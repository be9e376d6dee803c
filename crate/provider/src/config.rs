use std::{path::Path, time::Duration};

use serde::{Deserialize, Serialize};

use crate::{HError, error::result::HResult, template::TemplateEntry};

/// Policy of the session pools
#[derive(Debug, Clone, PartialEq, Eq, Serialize, Deserialize)]
#[serde(default, deny_unknown_fields)]
pub struct SessionPoolConfig {
    /// Idle sessions are only evicted once a pool holds at least this many sessions
    pub eviction_threshold: usize,
    /// Sessions idle for at least this long may be closed
    pub max_idle_secs: u64,
    /// Number of sessions always kept open by the eviction
    pub min_open: usize,
}

impl Default for SessionPoolConfig {
    fn default() -> Self {
        Self {
            eviction_threshold: 5,
            max_idle_secs: 180,
            min_open: 1,
        }
    }
}

impl SessionPoolConfig {
    #[must_use]
    pub const fn max_idle(&self) -> Duration {
        Duration::from_secs(self.max_idle_secs)
    }
}

/// Configuration of a token
///
/// ```toml
/// name = "hsm"
/// max_sessions = 16
/// explicit_cancel = false
///
/// [session_pool]
/// max_idle_secs = 60
///
/// [[attributes]]
/// operation = "generate"
/// class = "private_key"
/// values = { sensitive = true, extractable = false }
/// ```
#[derive(Debug, Clone, PartialEq, Eq, Serialize, Deserialize)]
#[serde(default, deny_unknown_fields)]
pub struct TokenConfig {
    /// Name of the token in the logs
    pub name: String,
    /// Maximum number of sessions the provider opens, further capped by the token limits
    pub max_sessions: Option<usize>,
    /// Cancel an operation left in flight with a matching final call.
    /// When `false`, the session running the operation is closed instead.
    pub explicit_cancel: bool,
    /// Messages up to this size are digested with a single call at digest time
    pub digest_buffer_size: usize,
    /// Capacity of the cache of imported secret keys, 0 disables the cache
    pub secret_key_cache_size: usize,
    /// Destroy the objects of unreachable keys from a background thread
    pub background_key_reaper: bool,
    /// Minimal delay between two presence checks of a removable token
    pub presence_check_interval_ms: u64,
    pub session_pool: SessionPoolConfig,
    /// Attribute templates applied when creating objects
    pub attributes: Vec<TemplateEntry>,
}

impl Default for TokenConfig {
    fn default() -> Self {
        Self {
            name: "token".to_owned(),
            max_sessions: None,
            explicit_cancel: true,
            digest_buffer_size: 96,
            secret_key_cache_size: 100,
            background_key_reaper: false,
            presence_check_interval_ms: 50,
            session_pool: SessionPoolConfig::default(),
            attributes: Vec::new(),
        }
    }
}

impl TokenConfig {
    /// Parse a configuration from its TOML representation
    pub fn from_toml_str(content: &str) -> HResult<Self> {
        let config: Self = toml::from_str(content)?;
        config.validate()?;
        Ok(config)
    }

    /// Load a configuration from a TOML file
    pub fn from_file(path: &Path) -> HResult<Self> {
        let content = std::fs::read_to_string(path).map_err(|e| {
            HError::Config(format!("cannot read the configuration file {}: {e}", path.display()))
        })?;
        Self::from_toml_str(&content)
    }

    fn validate(&self) -> HResult<()> {
        if self.max_sessions == Some(0) {
            return Err(HError::Config("max_sessions must be at least 1".to_owned()));
        }
        if self.session_pool.eviction_threshold == 0 {
            return Err(HError::Config(
                "session_pool.eviction_threshold must be at least 1".to_owned(),
            ));
        }
        Ok(())
    }

    #[must_use]
    pub const fn presence_check_interval(&self) -> Duration {
        Duration::from_millis(self.presence_check_interval_ms)
    }
}
#![allow(clippy::unwrap_used, clippy::panic)]

use std::{
    collections::{BTreeMap, HashSet},
    sync::Arc,
    thread,
    time::Duration,
};

use openssl::{
    dh::Dh,
    ec::{EcGroup, EcKey},
    nid::Nid,
    pkey::PKey,
    rsa::Rsa,
};
use tokenbridge_interfaces::{BooleanAttribute, EcCurve, KeyType, ObjectClass};
use tokenbridge_provider::{
    Cipher, CipherMode, ExternalKey, GeneratedKey, HError, HResult, KeyAlgorithm, KeyFactory,
    KeyGenParams, KeyGenerator, KeyMaterial, TemplateEntry, TemplateOperation, TokenConfig,
};
use tokenbridge_soft_token::TokenEvent;
use zeroize::Zeroizing;

mod common;

use common::{AES_128_KEY, default_setup, des_ede_key, import, setup};

fn sensitive_imports() -> TokenConfig {
    TokenConfig {
        secret_key_cache_size: 0,
        attributes: vec![TemplateEntry {
            operation: Some(TemplateOperation::Import),
            class: Some(ObjectClass::SecretKey),
            key_type: None,
            values: BTreeMap::from([(BooleanAttribute::Sensitive, true)]),
        }],
        ..TokenConfig::default()
    }
}

#[test]
fn test_import_cache() -> HResult<()> {
    let (soft, token) = default_setup()?;
    let first = import(&token, &des_ede_key(), KeyAlgorithm::DesEde)?;
    let second = import(&token, &des_ede_key(), KeyAlgorithm::DesEde)?;
    assert!(Arc::ptr_eq(&first, &second));
    assert_eq!(soft.call_count("C_CreateObject"), 1);
    assert_eq!(token.cached_secret_keys(), 1);
    assert_eq!(first.key_type(), KeyType::Des3);

    match first.material()? {
        KeyMaterial::Secret(value) => {
            assert_eq!(value.len(), 24);
            assert!(value.iter().all(|byte| byte.count_ones() % 2 == 1));
        }
        material => panic!("unexpected material {material:?}"),
    }

    // the same material under another algorithm is another key
    let generic = import(&token, &des_ede_key(), KeyAlgorithm::Generic)?;
    assert!(!Arc::ptr_eq(&first, &generic));
    assert_eq!(soft.call_count("C_CreateObject"), 2);

    assert!(matches!(
        import(&token, &[0_u8; 10], KeyAlgorithm::Aes),
        Err(HError::InvalidKey(_))
    ));
    assert!(matches!(
        import(&token, &[0_u8; 16], KeyAlgorithm::Rsa),
        Err(HError::InvalidKey(_))
    ));
    Ok(())
}

#[test]
fn test_key_equality() -> HResult<()> {
    let (_soft, token) = setup(TokenConfig {
        secret_key_cache_size: 0,
        ..TokenConfig::default()
    })?;
    let first = import(&token, &AES_128_KEY, KeyAlgorithm::Aes)?;
    let second = import(&token, &AES_128_KEY, KeyAlgorithm::Aes)?;
    assert_ne!(first.handle(), second.handle());
    assert_eq!(*first, *second);
    let keys: HashSet<Arc<_>> = [first.clone(), second.clone()].into_iter().collect();
    assert_eq!(keys.len(), 1);

    let other = import(&token, &[1_u8; 16], KeyAlgorithm::Aes)?;
    assert_ne!(*first, *other);

    // sensitive keys are only equal to themselves
    let (_soft, token) = setup(sensitive_imports())?;
    let first = import(&token, &AES_128_KEY, KeyAlgorithm::Aes)?;
    let second = import(&token, &AES_128_KEY, KeyAlgorithm::Aes)?;
    assert!(first.is_sensitive());
    assert!(!first.is_readable());
    assert_eq!(*first, *first.clone());
    assert_ne!(*first, *second);
    assert!(first.encoded().is_none());
    assert!(matches!(first.material(), Err(HError::InvalidKey(_))));
    Ok(())
}

#[test]
fn test_key_disposal() -> HResult<()> {
    let (soft, token) = setup(TokenConfig {
        secret_key_cache_size: 0,
        ..TokenConfig::default()
    })?;
    let key = import(&token, &AES_128_KEY, KeyAlgorithm::Aes)?;
    let handle = key.handle();
    assert_eq!(soft.session_objects(), 1);
    assert_eq!(token.live_session_objects(), 1);
    assert_eq!(token.session_manager().stats().object_pool, 1);

    drop(key);
    assert_eq!(soft.session_objects(), 1);
    assert_eq!(token.drain_disposed_keys(), 1);
    assert_eq!(token.drain_disposed_keys(), 0);
    assert_eq!(token.live_session_objects(), 0);
    assert_eq!(soft.session_objects(), 0);
    assert!(soft.events().contains(&TokenEvent::ObjectDestroyed(handle)));

    // the session owning the key is demoted once the key is destroyed
    let stats = token.session_manager().stats();
    assert_eq!(stats.object_pool, 0);
    assert_eq!(stats.operation_pool, stats.open);

    // creating a key destroys the keys dropped before
    let dropped = import(&token, &[1_u8; 16], KeyAlgorithm::Aes)?;
    let handle = dropped.handle();
    drop(dropped);
    let kept = import(&token, &[2_u8; 16], KeyAlgorithm::Aes)?;
    assert!(soft.events().contains(&TokenEvent::ObjectDestroyed(handle)));
    assert_eq!(soft.session_objects(), 1);
    assert_eq!(token.live_session_objects(), 1);
    drop(kept);
    Ok(())
}

#[test]
fn test_background_reaper() -> HResult<()> {
    let (soft, token) = setup(TokenConfig {
        secret_key_cache_size: 0,
        background_key_reaper: true,
        ..TokenConfig::default()
    })?;
    let keys = (0_u8..4)
        .map(|i| import(&token, &[i; 16], KeyAlgorithm::Aes))
        .collect::<HResult<Vec<_>>>()?;
    assert_eq!(soft.session_objects(), 4);
    drop(keys);
    for _ in 0..250 {
        if soft.session_objects() == 0 && token.live_session_objects() == 0 {
            break;
        }
        thread::sleep(Duration::from_millis(20));
    }
    assert_eq!(soft.session_objects(), 0);
    assert_eq!(token.live_session_objects(), 0);
    Ok(())
}

#[test]
fn test_token_removal() -> HResult<()> {
    let (soft, token) = setup(TokenConfig {
        presence_check_interval_ms: 0,
        ..TokenConfig::default()
    })?;
    let key = import(&token, &AES_128_KEY, KeyAlgorithm::Aes)?;
    let mut cipher = Cipher::new(token.clone(), "AES/CBC/PKCS5Padding")?;
    cipher.init(CipherMode::Encrypt, &key, None)?;
    cipher.update(&[0_u8; 40])?;

    soft.remove();
    assert!(matches!(
        cipher.update(&[0_u8; 16]),
        Err(HError::TokenInvalid(_))
    ));
    assert!(!token.is_valid());
    assert!(matches!(
        import(&token, &[1_u8; 16], KeyAlgorithm::Aes),
        Err(HError::TokenInvalid(_))
    ));
    assert!(matches!(
        KeyGenerator::new(token.clone(), KeyAlgorithm::Aes)?.generate_key(),
        Err(HError::TokenInvalid(_))
    ));
    assert!(matches!(
        token.generate_random(8),
        Err(HError::TokenInvalid(_))
    ));
    assert_eq!(token.cached_secret_keys(), 0);

    drop(cipher);
    drop(key);
    assert_eq!(token.drain_disposed_keys(), 0);
    assert_eq!(token.live_session_objects(), 0);
    assert_eq!(token.session_manager().stats().open, 0);
    Ok(())
}

#[test]
fn test_generate_secret_keys() -> HResult<()> {
    let (_soft, token) = default_setup()?;
    let mut generator = KeyGenerator::new(token.clone(), KeyAlgorithm::Aes)?;
    assert_eq!(generator.generate_key()?.bits(), 128);
    for bits in [128, 192, 256] {
        generator.init(KeyGenParams::Size(bits))?;
        let key = generator.generate_key()?;
        assert_eq!(key.bits(), bits);
        assert_eq!(key.byte_len(), bits / 8);
        assert_eq!(key.key_type(), KeyType::Aes);
    }
    assert!(matches!(
        generator.init(KeyGenParams::Size(100)),
        Err(HError::InvalidParameter(_))
    ));
    assert!(matches!(
        generator.generate_key_pair(),
        Err(HError::IllegalState(_))
    ));

    let mut generator = KeyGenerator::new(token.clone(), KeyAlgorithm::DesEde)?;
    for (bits, key_type) in [(112, KeyType::Des2), (168, KeyType::Des3)] {
        generator.init(KeyGenParams::Size(bits))?;
        let GeneratedKey::Secret(key) = generator.generate()? else {
            panic!("DESede keys are secret keys");
        };
        assert_eq!(key.key_type(), key_type);
        assert_eq!(key.algorithm(), KeyAlgorithm::DesEde);
    }

    let mut generator = KeyGenerator::new(token.clone(), KeyAlgorithm::Generic)?;
    generator.init(KeyGenParams::Size(160))?;
    let key = generator.generate_key()?;
    assert_eq!(key.key_type(), KeyType::GenericSecret);
    assert_eq!(key.byte_len(), 20);
    assert!(matches!(
        generator.init(KeyGenParams::Size(12)),
        Err(HError::InvalidParameter(_))
    ));
    assert!(matches!(
        generator.init(KeyGenParams::Curve(EcCurve::P256)),
        Err(HError::InvalidParameter(_))
    ));
    Ok(())
}

#[test]
fn test_generate_key_pairs() -> HResult<()> {
    let (_soft, token) = default_setup()?;

    let mut generator = KeyGenerator::new(token.clone(), KeyAlgorithm::Ec)?;
    let pair = generator.generate_key_pair()?;
    assert_eq!(pair.public.bits(), 256);
    assert_eq!(pair.public.class(), ObjectClass::PublicKey);
    assert_eq!(pair.private.class(), ObjectClass::PrivateKey);
    assert!(matches!(
        pair.public.material()?,
        KeyMaterial::EcPublic {
            curve: EcCurve::P256,
            ..
        }
    ));
    generator.init(KeyGenParams::Curve(EcCurve::P384))?;
    assert_eq!(generator.generate_key_pair()?.private.bits(), 384);
    assert!(matches!(
        generator.generate_key(),
        Err(HError::IllegalState(_))
    ));

    let mut generator = KeyGenerator::new(token.clone(), KeyAlgorithm::Rsa)?;
    generator.init(KeyGenParams::Rsa {
        bits: 1024,
        public_exponent: vec![0x03],
    })?;
    let pair = generator.generate_key_pair()?;
    match pair.public.material()? {
        KeyMaterial::RsaPublic {
            public_exponent, ..
        } => assert_eq!(public_exponent, &[0x03]),
        material => panic!("unexpected material {material:?}"),
    }
    assert!(matches!(
        pair.private.material()?,
        KeyMaterial::RsaPrivateCrt { .. }
    ));
    assert!(matches!(
        generator.init(KeyGenParams::Size(256)),
        Err(HError::InvalidParameter(_))
    ));

    let mut generator = KeyGenerator::new(token.clone(), KeyAlgorithm::Dsa)?;
    generator.init(KeyGenParams::Size(1024))?;
    let pair = generator.generate_key_pair()?;
    assert_eq!(pair.public.algorithm(), KeyAlgorithm::Dsa);
    assert!(pair.public.encoded().is_some());
    assert!(matches!(
        generator.init(KeyGenParams::Size(1000)),
        Err(HError::InvalidParameter(_))
    ));

    let dh = Dh::get_1024_160()?;
    let mut generator = KeyGenerator::new(token, KeyAlgorithm::Dh)?;
    generator.init(KeyGenParams::Dh {
        prime: dh.prime_p().to_vec(),
        base: dh.generator().to_vec(),
    })?;
    let pair = generator.generate_key_pair()?;
    assert_eq!(pair.private.key_type(), KeyType::Dh);
    // DH keys have no encoding: distinct keys are never equal
    assert!(pair.public.encoded().is_none());
    assert_eq!(*pair.public, *pair.public.clone());
    Ok(())
}

#[test]
fn test_import_encoded_keys() -> HResult<()> {
    let (_soft, token) = default_setup()?;
    let factory = KeyFactory::new(token.clone());

    let group = EcGroup::from_curve_name(Nid::SECP384R1)?;
    let ec = PKey::from_ec_key(EcKey::generate(&group)?)?;
    let public = factory.import_key(ExternalKey::X509(ec.public_key_to_der()?))?;
    assert_eq!(public.algorithm(), KeyAlgorithm::Ec);
    assert_eq!(public.class(), ObjectClass::PublicKey);
    assert_eq!(public.bits(), 384);
    let encoded = public.encoded().unwrap();
    assert_eq!(&KeyMaterial::from_public_der(&encoded)?, public.material()?);
    let private = factory.import_key(ExternalKey::Pkcs8(Zeroizing::new(
        ec.private_key_to_pkcs8()?,
    )))?;
    assert_eq!(private.class(), ObjectClass::PrivateKey);

    // an imported RSA key pair works with the ciphers of the token
    let rsa = PKey::from_rsa(Rsa::generate(1024)?)?;
    let public = factory.import_key(ExternalKey::X509(rsa.public_key_to_der()?))?;
    let private = factory.import_key(ExternalKey::Pkcs8(Zeroizing::new(
        rsa.private_key_to_pkcs8()?,
    )))?;
    assert_eq!(public.byte_len(), 128);
    let mut cipher = Cipher::new(token.clone(), "RSA/ECB/PKCS1Padding")?;
    cipher.init(CipherMode::Encrypt, &public, None)?;
    let ciphertext = cipher.do_final(b"secret message")?;
    cipher.init(CipherMode::Decrypt, &private, None)?;
    assert_eq!(cipher.do_final(&ciphertext)?, b"secret message");

    assert!(matches!(
        factory.import_key(ExternalKey::Structured(KeyMaterial::Secret(Zeroizing::new(
            vec![0_u8; 16]
        )))),
        Err(HError::InvalidKey(_))
    ));
    assert!(factory.import_key(ExternalKey::X509(vec![0x30, 0x00])).is_err());
    Ok(())
}

#[test]
fn test_translate() -> HResult<()> {
    let (_soft, token) = default_setup()?;
    let (_other_soft, other) = default_setup()?;
    let key = import(&token, &AES_128_KEY, KeyAlgorithm::Aes)?;

    let translated = KeyFactory::new(other.clone()).translate(&key)?;
    assert!(translated.belongs_to(&other));
    assert!(!translated.belongs_to(&token));
    assert!(key.belongs_to(&token));
    assert_eq!(*translated, *key);
    let again = KeyFactory::new(other.clone()).translate(&key)?;
    assert!(Arc::ptr_eq(&translated, &again));
    assert!(Arc::ptr_eq(
        &KeyFactory::new(token.clone()).translate(&key)?,
        &key
    ));

    // a cipher of one token accepts the keys of another
    let iv = [9_u8; 16];
    let mut cipher = Cipher::new(other.clone(), "AES/CBC/PKCS5Padding")?;
    cipher.init(CipherMode::Encrypt, &key, Some(&iv))?;
    let ciphertext = cipher.do_final(b"crossing tokens")?;
    let mut decipher = Cipher::new(token, "AES/CBC/PKCS5Padding")?;
    decipher.init(CipherMode::Decrypt, &key, Some(&iv))?;
    assert_eq!(decipher.do_final(&ciphertext)?, b"crossing tokens");

    let (_soft, locked) = setup(sensitive_imports())?;
    let sensitive = import(&locked, &AES_128_KEY, KeyAlgorithm::Aes)?;
    assert!(matches!(
        KeyFactory::new(other).translate(&sensitive),
        Err(HError::InvalidKey(_))
    ));
    Ok(())
}

#[test]
fn test_wrap_unwrap() -> HResult<()> {
    let (_soft, token) = default_setup()?;
    let kek = import(&token, &[0x33_u8; 32], KeyAlgorithm::Aes)?;
    let key = import(&token, &AES_128_KEY, KeyAlgorithm::Aes)?;

    let mut cipher = Cipher::new(token.clone(), "AES/ECB/NoPadding")?;
    cipher.init(CipherMode::Wrap, &kek, None)?;
    let wrapped = cipher.wrap(&key)?;
    assert_eq!(wrapped.len(), 16);
    cipher.init(CipherMode::Unwrap, &kek, None)?;
    let unwrapped = cipher.unwrap(&wrapped, KeyAlgorithm::Aes, ObjectClass::SecretKey)?;
    assert_eq!(unwrapped.bits(), 128);
    assert_eq!(*unwrapped, *key);
    assert!(matches!(
        cipher.unwrap(&wrapped, KeyAlgorithm::Rsa, ObjectClass::PrivateKey),
        Err(HError::InvalidKey(_))
    ));

    let mut cipher = Cipher::new(token.clone(), "AES/CBC/PKCS5Padding")?;
    cipher.init(CipherMode::Wrap, &kek, None)?;
    let wrapped = cipher.wrap(&key)?;
    assert_eq!(wrapped.len(), 32);
    let iv = cipher.iv().map(<[u8]>::to_vec);
    cipher.init(CipherMode::Unwrap, &kek, iv.as_deref())?;
    let unwrapped = cipher.unwrap(&wrapped, KeyAlgorithm::Aes, ObjectClass::SecretKey)?;
    assert_eq!(*unwrapped, *key);
    assert!(matches!(cipher.update(&[0_u8; 16]), Err(HError::IllegalState(_))));

    let mut cipher = Cipher::new(token.clone(), "AES/CTR/NoPadding")?;
    cipher.init(CipherMode::Wrap, &kek, None)?;
    assert!(matches!(cipher.wrap(&key), Err(HError::InvalidParameter(_))));

    // DESede keys wrapped with RSA come back with three keys
    let mut generator = KeyGenerator::new(token.clone(), KeyAlgorithm::Rsa)?;
    generator.init(KeyGenParams::Size(1024))?;
    let pair = generator.generate_key_pair()?;
    let des_ede = import(&token, &des_ede_key(), KeyAlgorithm::DesEde)?;
    let mut cipher = Cipher::new(token, "RSA/ECB/PKCS1Padding")?;
    cipher.init(CipherMode::Wrap, &pair.public, None)?;
    let wrapped = cipher.wrap(&des_ede)?;
    cipher.init(CipherMode::Unwrap, &pair.private, None)?;
    let unwrapped = cipher.unwrap(&wrapped, KeyAlgorithm::DesEde, ObjectClass::SecretKey)?;
    assert_eq!(unwrapped.key_type(), KeyType::Des3);
    assert_eq!(*unwrapped, *des_ede);
    Ok(())
}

************

## Required work
From the records above, pull every line that has the string "bits" and copy it.

## Written solution
    assert_eq!(generator.generate_key()?.bits(), 128);
    for bits in [128, 192, 256] {
        generator.init(KeyGenParams::Size(bits))?;
        assert_eq!(key.bits(), bits);
        assert_eq!(key.byte_len(), bits / 8);
    for (bits, key_type) in [(112, KeyType::Des2), (168, KeyType::Des3)] {
        generator.init(KeyGenParams::Size(bits))?;
    assert_eq!(pair.public.bits(), 256);
    assert_eq!(generator.generate_key_pair()?.private.bits(), 384);
        bits: 1024,
    assert_eq!(public.bits(), 384);
    assert_eq!(unwrapped.bits(), 128);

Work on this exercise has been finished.